Turtles launch from split-open eggs,
flippers floundering, beating the casing,
their instinct routing them like arrows
to water, away from snapping beaks.
 
We appear as footprints softly sinking,
this squishy ooze sticking to our heels,
and we feel ourselves disappearing in,
our souls fed by the grounding.
 
Copyright Vickie Johnstone, May 11, 2023

A Poem a Day (583): Betrayal

 
Betrayal can take many forms.

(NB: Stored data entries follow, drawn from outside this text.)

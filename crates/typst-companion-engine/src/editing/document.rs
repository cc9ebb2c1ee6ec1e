use xi_rope::delta::Builder;
use xi_rope::{Delta, Rope, RopeInfo};

use crate::editing::word::{byte_index, char_index, word_range_in_line};
use crate::editing::{EditBatch, EditError, EditorHost, Patch, Position, Range, Selection};

/// In-memory document host.
///
/// The whole text lives in one `xi_rope::Rope`; `to_bytes()` hands back
/// exactly what was loaded plus the applied edits, line endings included.
/// Selections are kept as line/column positions and transformed through
/// every applied batch the way an editor moves carets across edits.
#[derive(Clone)]
pub struct Document {
    pub(crate) buffer: Rope,
    pub(crate) selections: Vec<Selection>,
    /// Incremented on each applied batch
    pub(crate) version: u64,
    pub(crate) candidate_markers: Option<Vec<String>>,
}

impl Document {
    /// Create a new document from raw bytes
    pub fn from_bytes(bytes: &[u8]) -> anyhow::Result<Self> {
        let text = std::str::from_utf8(bytes)?;
        Ok(Self::from_text(text))
    }

    /// Create a new document with a single caret at the start
    pub fn from_text(text: &str) -> Self {
        Self {
            buffer: Rope::from(text),
            selections: vec![Selection::cursor(Position::default())],
            version: 0,
            candidate_markers: None,
        }
    }

    /// Use a configured list marker cycle for `toggle-list-marker`
    pub fn with_candidate_markers(mut self, markers: Vec<String>) -> Self {
        self.candidate_markers = Some(markers);
        self
    }

    /// Get the document's content as raw bytes (exact round-trip)
    pub fn to_bytes(&self) -> Vec<u8> {
        self.buffer.to_string().into_bytes()
    }

    pub fn text(&self) -> String {
        self.buffer.to_string()
    }

    pub fn version(&self) -> u64 {
        self.version
    }

    /// Apply a batch as one delta and move the selections across it
    pub fn apply_batch(&mut self, batch: &EditBatch) -> Result<Patch, EditError> {
        let sorted = batch.sorted()?;

        // Resolve every edit against the current buffer before touching it
        let mut resolved = Vec::with_capacity(sorted.len());
        for edit in sorted {
            let start = self.offset_of(edit.range.start)?;
            let end = self.offset_of(edit.range.end)?.max(start);
            resolved.push((start..end, edit.text.as_str()));
        }

        let delta = self.compile_batch(&resolved);

        // Track changed ranges for the patch
        let mut changed = Vec::new();
        let mut cursor = 0;
        for op in delta.els.iter() {
            match op {
                xi_rope::delta::DeltaElement::Copy(from, to) => {
                    cursor += to - from;
                }
                xi_rope::delta::DeltaElement::Insert(inserted) => {
                    let start = cursor;
                    let end = cursor + inserted.len();
                    changed.push(start..end);
                    cursor = end;
                }
            }
        }

        // Selections are mapped through byte offsets of the old buffer
        let old_selections: Vec<(usize, usize)> = self
            .selections
            .iter()
            .map(|sel| Ok((self.offset_of(sel.anchor)?, self.offset_of(sel.active)?)))
            .collect::<Result<_, EditError>>()?;

        self.buffer = delta.apply(&self.buffer);

        self.selections = old_selections
            .into_iter()
            .map(|(anchor, active)| {
                Selection::new(
                    self.position_of(transform_offset(anchor, &resolved)),
                    self.position_of(transform_offset(active, &resolved)),
                )
            })
            .collect();

        self.version += 1;
        log::debug!(
            "applied {} edit(s), document now at version {}",
            resolved.len(),
            self.version
        );

        Ok(Patch {
            changed,
            selections: self.selections.clone(),
            version: self.version,
        })
    }

    fn compile_batch(&self, resolved: &[(std::ops::Range<usize>, &str)]) -> Delta<RopeInfo> {
        let mut builder = Builder::new(self.buffer.len());
        for (range, text) in resolved {
            builder.replace(range.clone(), Rope::from(*text));
        }
        builder.build()
    }

    /// Byte offset of the start of `line` and of its end (terminator excluded)
    fn line_bounds(&self, line: usize) -> Option<(usize, usize)> {
        if line >= self.line_count() {
            return None;
        }
        let start = self.buffer.offset_of_line(line);
        let next = if line + 1 < self.line_count() {
            self.buffer.offset_of_line(line + 1)
        } else {
            self.buffer.len()
        };
        let raw = self.buffer.slice_to_cow(start..next);
        let raw: &str = &raw;
        let content = raw.strip_suffix('\n').unwrap_or(raw);
        let content = content.strip_suffix('\r').unwrap_or(content);
        Some((start, start + content.len()))
    }

    /// Byte offset for a position; the column is clamped to the line end
    pub(crate) fn offset_of(&self, pos: Position) -> Result<usize, EditError> {
        let (start, end) = self
            .line_bounds(pos.line)
            .ok_or(EditError::LineOutOfRange {
                line: pos.line,
                line_count: self.line_count(),
            })?;
        let line = self.buffer.slice_to_cow(start..end);
        Ok(start + byte_index(&line, pos.character))
    }

    /// Position for a byte offset in the current buffer
    pub(crate) fn position_of(&self, offset: usize) -> Position {
        let offset = offset.min(self.buffer.len());
        let line = self.buffer.line_of_offset(offset);
        let line_start = self.buffer.offset_of_line(line);
        let before = self.buffer.slice_to_cow(line_start..offset);
        Position::new(line, char_index(&before, before.len()))
    }
}

impl std::fmt::Debug for Document {
    fn fmt(&self, f: &mut std::fmt::Formatter<'_>) -> std::fmt::Result {
        f.debug_struct("Document")
            .field("text", &self.buffer.to_string())
            .field("selections", &self.selections)
            .field("version", &self.version)
            .finish()
    }
}

impl PartialEq for Document {
    fn eq(&self, other: &Self) -> bool {
        // Rope has no structural equality; compare the text it holds
        self.buffer.to_string() == other.buffer.to_string()
            && self.selections == other.selections
            && self.version == other.version
            && self.candidate_markers == other.candidate_markers
    }
}

/// Move an offset of the old buffer across the sorted, resolved edits
fn transform_offset(offset: usize, resolved: &[(std::ops::Range<usize>, &str)]) -> usize {
    let mut net: isize = 0;
    for (range, text) in resolved {
        let inserted = text.len() as isize;
        if range.end <= offset {
            net += inserted - range.len() as isize;
        } else if range.start < offset {
            // Inside a replaced span: land after the replacement text
            return (range.start as isize + net + inserted) as usize;
        } else {
            break;
        }
    }
    (offset as isize + net) as usize
}

impl EditorHost for Document {
    fn line_count(&self) -> usize {
        self.buffer.line_of_offset(self.buffer.len()) + 1
    }

    fn line_text(&self, line: usize) -> Option<String> {
        let (start, end) = self.line_bounds(line)?;
        Some(self.buffer.slice_to_cow(start..end).into_owned())
    }

    fn text_in(&self, range: Range) -> Result<String, EditError> {
        let start = self.offset_of(range.start)?;
        let end = self.offset_of(range.end)?.max(start);
        Ok(self.buffer.slice_to_cow(start..end).into_owned())
    }

    fn word_range_at(&self, pos: Position) -> Option<Range> {
        let line = self.line_text(pos.line)?;
        word_range_in_line(&line, pos.character)
            .map(|(start, end)| Range::on_line(pos.line, start, end))
    }

    fn selections(&self) -> Vec<Selection> {
        self.selections.clone()
    }

    fn set_selections(&mut self, selections: Vec<Selection>) {
        self.selections = selections;
    }

    fn apply(&mut self, batch: &EditBatch) -> Result<(), EditError> {
        self.apply_batch(batch).map(|_| ())
    }

    fn list_candidates(&self) -> Option<Vec<String>> {
        self.candidate_markers.clone()
    }

    fn renumber_ordered_lists(&mut self, lines: &[usize]) {
        log::trace!("no ordered-list renumbering for lines {lines:?}");
    }
}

Most people will get betrayed at least once in their life; for some, it's once, for others many times. 


Betrayal 

Betrayal, cuts like ice.
Tanglewood and barbed thorns,
existential murmurs of doubt.
An open wound, etched deep,
it sucks time into itself,
lingers, leaves a white trail of scar,
translucent tissue in the light.
 
You can feel it at your back,
a heaviness, a sack of empty.
It follows you as you cross the street,
as you enter a building,
as you try to eat, try to swallow.
It sits like coal in the pit of your being,
seeking to consume you whole.
 
You look at the scar sometimes.
It represents a turning, a dark page,
an entry point into the netherworld,
where Persephone sits and contemplates
the springtime light of the world above.
Sometimes the scar stares back,
a reminder of who you were,
and who you are, written in water.
 
Copyright Vickie Johnstone, May 11, 2023

Wednesday, 10 May 2023

A Poem a Day (582): Summer sun

 
Summer sun
 
In the pure morning,
sunlight bursts dew-coursed streams,
a rebirth, outflow, red embers
glowing in murmurs of another time.
 
Strands of sleep still-waking
take to the light from a twilight escape,
imaginations of the released mind
chased through kaleidoscopes of hue.
 
A symphony of blackbirds glide
on the updraft, a backstroke on air,
lifted, suspended on the invisible,
a subtle burst of summer’s breath.
 
Velvet haze dusts the wisps of cirrus
setting sail for the Northern Lights,
while daffodils roll their lemon heads,
tilting to the bumbles on the breeze.

Copyright Vickie Johnstone, May 10, 2023

A Poem a Day (581): Drift

 
Drift
 
Driftwood,
the ebb and the flow and the flood,
where breath comes to stop and start,
and here we are, treading water,
adrift in the darkest ocean currents
tugging us outwards, every which way,
our lucid dreams, our raw necessities,
and how we would if we only could.
 
Driftwood,
how we see ourselves in our built reality,
requiring a map to find where we are,
the need to be and the need to be of,
and the constant doubt inside,
adapting to the push and pull of life,
this wash of minutes, hours, days,
the inability to press on Pause.
 
Driftwood,
where we meander in our wanderings,
our musings under a rain of trees,
their wild leaf hair trickling all around us,
like a verdant shield of purest light,
so we can try to live without thorns,
the constant rub of something wrong,
a hole in the heart of our being.
 
Copyright Vickie Johnstone, May 10, 2023

A Poem a Day (580): The surging sea

This one was written on Monday and Tuesday, but I didn't get a chance to post it yesterday. 




 












The surging sea
 
It’s something beyond words,
this speaking without saying anything at all,
none of the creations inside your head,
an outer world of living inner space,
this seeing without seeing,
a pull beyond the other world.
 
And here we pause before the rosebud sea,
this sheer wild energy, a surging out
of truth, ideas and pure patience.
Feel lost in the rush of it, the subtle shift,
the stifled air purified with salt,
the knowing without a reason to know.
 
It bends and rides and finds us here,
travels straight through us,
beyond the day and over the night,
and we can bear it, full-on, full force,
for we are with it, in it, of it,
and all the rest is white, white noise.